//! Duplicate detection for incoming warranty submissions
//!
//! Scores a candidate against every existing record with a weighted
//! combination of field similarities and flags the best match at or above
//! the configured threshold. Scoring is pure; the intake pipeline acts on
//! the verdict.

use serde::{Deserialize, Serialize};

use super::similarity::{field_similarity, text_similarity};
use crate::types::{WarrantyRecord, WarrantySubmission};

/// Scan scope for duplicate detection.
#[derive(Debug, Clone, Copy, PartialEq, Eq, Serialize, Deserialize, Default)]
#[serde(rename_all = "lowercase")]
pub enum DedupScope {
    /// Compare only against records in the submission's brand partition.
    #[default]
    Brand,
    /// Compare against every record in the store.
    Global,
}

/// Per-field score weights. Must sum to 1.0.
///
/// Exact-match fields carry the discriminating power; free text is a
/// tie-strengthener. The defaults are exact binary fractions so that
/// threshold-boundary behavior is reproducible in f64 arithmetic.
#[derive(Debug, Clone, Serialize, Deserialize)]
pub struct FieldWeights {
    pub email: f64,
    pub product_model: f64,
    pub client_name: f64,
    pub issue_description: f64,
}

impl Default for FieldWeights {
    fn default() -> Self {
        Self {
            email: 0.5,
            product_model: 0.25,
            client_name: 0.125,
            issue_description: 0.125,
        }
    }
}

impl FieldWeights {
    pub fn sum(&self) -> f64 {
        self.email + self.product_model + self.client_name + self.issue_description
    }
}

/// Duplicate checker configuration (operator-tunable via TOML).
#[derive(Debug, Clone, Serialize, Deserialize)]
pub struct DedupConfig {
    /// Scan scope: same brand partition or the whole store.
    #[serde(default)]
    pub scope: DedupScope,
    /// Combined score at or above which a submission is a duplicate.
    #[serde(default = "default_threshold")]
    pub threshold: f64,
    #[serde(default)]
    pub weights: FieldWeights,
}

fn default_threshold() -> f64 {
    0.75
}

impl Default for DedupConfig {
    fn default() -> Self {
        Self {
            scope: DedupScope::default(),
            threshold: default_threshold(),
            weights: FieldWeights::default(),
        }
    }
}

/// One scored comparison factor, kept for operator-facing duplicate reports.
#[derive(Debug, Clone)]
pub struct FactorScore {
    pub field: &'static str,
    pub score: f64,
    pub weight: f64,
}

/// Outcome of checking one candidate against the existing record set.
#[derive(Debug, Clone)]
pub enum DedupVerdict {
    /// No existing record reached the threshold.
    Unique {
        /// Best score seen (0.0 when the store was empty).
        best_score: f64,
    },
    /// The candidate duplicates an existing ticket.
    Duplicate {
        ticket_id: String,
        score: f64,
        factors: Vec<FactorScore>,
    },
}

impl DedupVerdict {
    pub fn is_duplicate(&self) -> bool {
        matches!(self, DedupVerdict::Duplicate { .. })
    }
}

/// Weighted-similarity duplicate checker.
pub struct DuplicateChecker {
    config: DedupConfig,
}

impl DuplicateChecker {
    pub fn new(config: DedupConfig) -> Self {
        Self { config }
    }

    /// Per-field similarity factors for one candidate/record pair.
    ///
    /// A field that is empty on either side scores 0.0 but keeps its
    /// weight, so sparse submissions cannot inflate the combined score.
    pub fn factors(&self, candidate: &WarrantySubmission, record: &WarrantyRecord) -> Vec<FactorScore> {
        let w = &self.config.weights;
        vec![
            FactorScore {
                field: "email",
                score: field_similarity(&candidate.client_email, &record.client_email),
                weight: w.email,
            },
            FactorScore {
                field: "product_model",
                score: field_similarity(&candidate.product_model, &record.product_model),
                weight: w.product_model,
            },
            FactorScore {
                field: "client_name",
                score: field_similarity(&candidate.client_name, &record.client_name),
                weight: w.client_name,
            },
            FactorScore {
                field: "issue_description",
                score: text_similarity(&candidate.issue_description, &record.issue_description),
                weight: w.issue_description,
            },
        ]
    }

    /// Combined score for one candidate/record pair, in `[0, 1]`.
    pub fn score(&self, candidate: &WarrantySubmission, record: &WarrantyRecord) -> f64 {
        self.factors(candidate, record)
            .iter()
            .map(|f| f.score * f.weight)
            .sum()
    }

    /// Decide whether `candidate` duplicates any of `existing`.
    ///
    /// The best-scoring record wins; ties on the top score resolve to the
    /// earliest `submitted_at` (the presumed canonical claim). With a
    /// `Brand` scope, records from other partitions are ignored, so the
    /// caller may pass the whole store either way.
    pub fn check(&self, candidate: &WarrantySubmission, existing: &[WarrantyRecord]) -> DedupVerdict {
        let mut best: Option<(&WarrantyRecord, f64)> = None;

        for record in existing {
            if self.config.scope == DedupScope::Brand && Some(record.brand) != candidate.brand {
                continue;
            }

            let score = self.score(candidate, record);
            let replaces = match best {
                None => true,
                Some((best_record, best_score)) => {
                    score > best_score
                        || (score == best_score && record.submitted_at < best_record.submitted_at)
                }
            };
            if replaces {
                best = Some((record, score));
            }
        }

        match best {
            Some((record, score)) if score >= self.config.threshold => DedupVerdict::Duplicate {
                ticket_id: record.ticket_id.clone(),
                score,
                factors: self.factors(candidate, record),
            },
            Some((_, score)) => DedupVerdict::Unique { best_score: score },
            None => DedupVerdict::Unique { best_score: 0.0 },
        }
    }
}

#[cfg(test)]
mod tests {
    use super::*;
    use crate::types::{Brand, TicketStatus};
    use chrono::{TimeZone, Utc};

    fn submission(email: &str, model: &str, name: &str, issue: &str) -> WarrantySubmission {
        WarrantySubmission {
            brand: Some(Brand::Conway),
            client_email: email.to_string(),
            client_name: name.to_string(),
            product_model: model.to_string(),
            issue_description: issue.to_string(),
            ..Default::default()
        }
    }

    fn record(
        id: &str,
        email: &str,
        model: &str,
        name: &str,
        issue: &str,
        day: u32,
    ) -> WarrantyRecord {
        WarrantyRecord {
            ticket_id: id.to_string(),
            brand: Brand::Conway,
            status: TicketStatus::Recibida,
            submitted_at: Utc.with_ymd_and_hms(2025, 6, day, 12, 0, 0).single().unwrap(),
            client_email: email.to_string(),
            client_name: name.to_string(),
            tax_id: String::new(),
            product_model: model.to_string(),
            product_size: String::new(),
            manufacture_year: String::new(),
            product_condition: String::new(),
            issue_description: issue.to_string(),
            proposed_solution: String::new(),
        }
    }

    fn checker() -> DuplicateChecker {
        DuplicateChecker::new(DedupConfig::default())
    }

    #[test]
    fn default_weights_sum_to_one() {
        assert_eq!(FieldWeights::default().sum(), 1.0);
    }

    #[test]
    fn identical_records_score_exactly_one() {
        let c = checker();
        let cand = submission("a@x.com", "SN123", "Taller A", "ruido de frenos");
        let rec = record("t1", "a@x.com", "SN123", "Taller A", "ruido de frenos", 1);

        assert_eq!(c.score(&cand, &rec), 1.0);
        let verdict = c.check(&cand, &[rec]);
        match verdict {
            DedupVerdict::Duplicate { ticket_id, score, .. } => {
                assert_eq!(ticket_id, "t1");
                assert_eq!(score, 1.0);
            }
            DedupVerdict::Unique { .. } => panic!("identical record must be a duplicate"),
        }
    }

    #[test]
    fn empty_store_is_always_unique() {
        let c = checker();
        let cand = submission("a@x.com", "SN123", "Taller A", "ruido");
        assert!(!c.check(&cand, &[]).is_duplicate());
    }

    #[test]
    fn score_is_symmetric_in_field_content() {
        let c = checker();
        let cand_a = submission("a@x.com", "Cairon C 2.0", "Taller", "brake noise");
        let rec_b = record("t1", "a@y.com", "Cairon C 3.0", "Taller Dos", "brakes are noisy", 1);

        // Mirror the contents: candidate B vs record A.
        let cand_b = submission("a@y.com", "Cairon C 3.0", "Taller Dos", "brakes are noisy");
        let rec_a = record("t2", "a@x.com", "Cairon C 2.0", "Taller", "brake noise", 1);

        assert_eq!(c.score(&cand_a, &rec_b), c.score(&cand_b, &rec_a));
    }

    #[test]
    fn boundary_score_of_exactly_threshold_is_duplicate() {
        // Email + product identical, everything else empty on both sides:
        // 0.5 + 0.25 = exactly 0.75 with the default binary-fraction weights.
        let c = checker();
        let cand = submission("a@x.com", "SN123", "", "");
        let rec = record("t1", "a@x.com", "SN123", "", "", 1);

        assert_eq!(c.score(&cand, &rec), 0.75);
        assert!(c.check(&cand, &[rec]).is_duplicate());
    }

    #[test]
    fn score_just_below_threshold_is_unique() {
        let config = DedupConfig {
            weights: FieldWeights {
                email: 0.749,
                product_model: 0.251,
                client_name: 0.0,
                issue_description: 0.0,
            },
            ..Default::default()
        };
        let c = DuplicateChecker::new(config);
        // Only the email can match (the record has no model): 0.749 < 0.75.
        let cand = submission("a@x.com", "SN123", "", "");
        let rec = record("t1", "a@x.com", "", "", "", 1);

        let verdict = c.check(&cand, &[rec]);
        match verdict {
            DedupVerdict::Unique { best_score } => assert!(best_score < 0.75),
            DedupVerdict::Duplicate { .. } => panic!("0.749 must classify unique"),
        }
    }

    #[test]
    fn tie_breaks_to_earliest_submission() {
        let c = checker();
        let cand = submission("a@x.com", "SN123", "Taller A", "ruido");
        let newer = record("t-new", "a@x.com", "SN123", "Taller A", "ruido", 20);
        let older = record("t-old", "a@x.com", "SN123", "Taller A", "ruido", 3);

        for order in [vec![newer.clone(), older.clone()], vec![older.clone(), newer.clone()]] {
            match c.check(&cand, &order) {
                DedupVerdict::Duplicate { ticket_id, .. } => assert_eq!(ticket_id, "t-old"),
                DedupVerdict::Unique { .. } => panic!("expected duplicate"),
            }
        }
    }

    #[test]
    fn near_identical_issue_text_still_matches() {
        // Heavy fields identical, free text paraphrased.
        let c = checker();
        let cand = submission("a@x.com", "SN123", "", "brakes are noisy");
        let rec = record("t1", "a@x.com", "SN123", "", "brake noise", 1);

        let score = c.score(&cand, &rec);
        assert!(score >= 0.75, "expected duplicate-range score, got {score}");
        assert!(c.check(&cand, &[rec]).is_duplicate());
    }

    #[test]
    fn empty_fields_never_inflate_the_score() {
        // All comparison fields empty on both sides: nothing matches, 0.0.
        let c = checker();
        let cand = submission("", "", "", "");
        let rec = record("t1", "", "", "", "", 1);
        assert_eq!(c.score(&cand, &rec), 0.0);
        assert!(!c.check(&cand, &[rec]).is_duplicate());
    }

    #[test]
    fn brand_scope_skips_other_partitions() {
        let c = checker();
        let cand = submission("a@x.com", "SN123", "Taller A", "ruido");
        let mut other = record("t1", "a@x.com", "SN123", "Taller A", "ruido", 1);
        other.brand = Brand::Dare;

        assert!(!c.check(&cand, &[other.clone()]).is_duplicate());

        let global = DuplicateChecker::new(DedupConfig {
            scope: DedupScope::Global,
            ..Default::default()
        });
        assert!(global.check(&cand, &[other]).is_duplicate());
    }
}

========

§ **Problem description**
Which lines of the data contain the string "frenos"? Copy each one.

§ **Task output**
        let cand = submission("a@x.com", "SN123", "Taller A", "ruido de frenos");
        let rec = record("t1", "a@x.com", "SN123", "Taller A", "ruido de frenos", 1);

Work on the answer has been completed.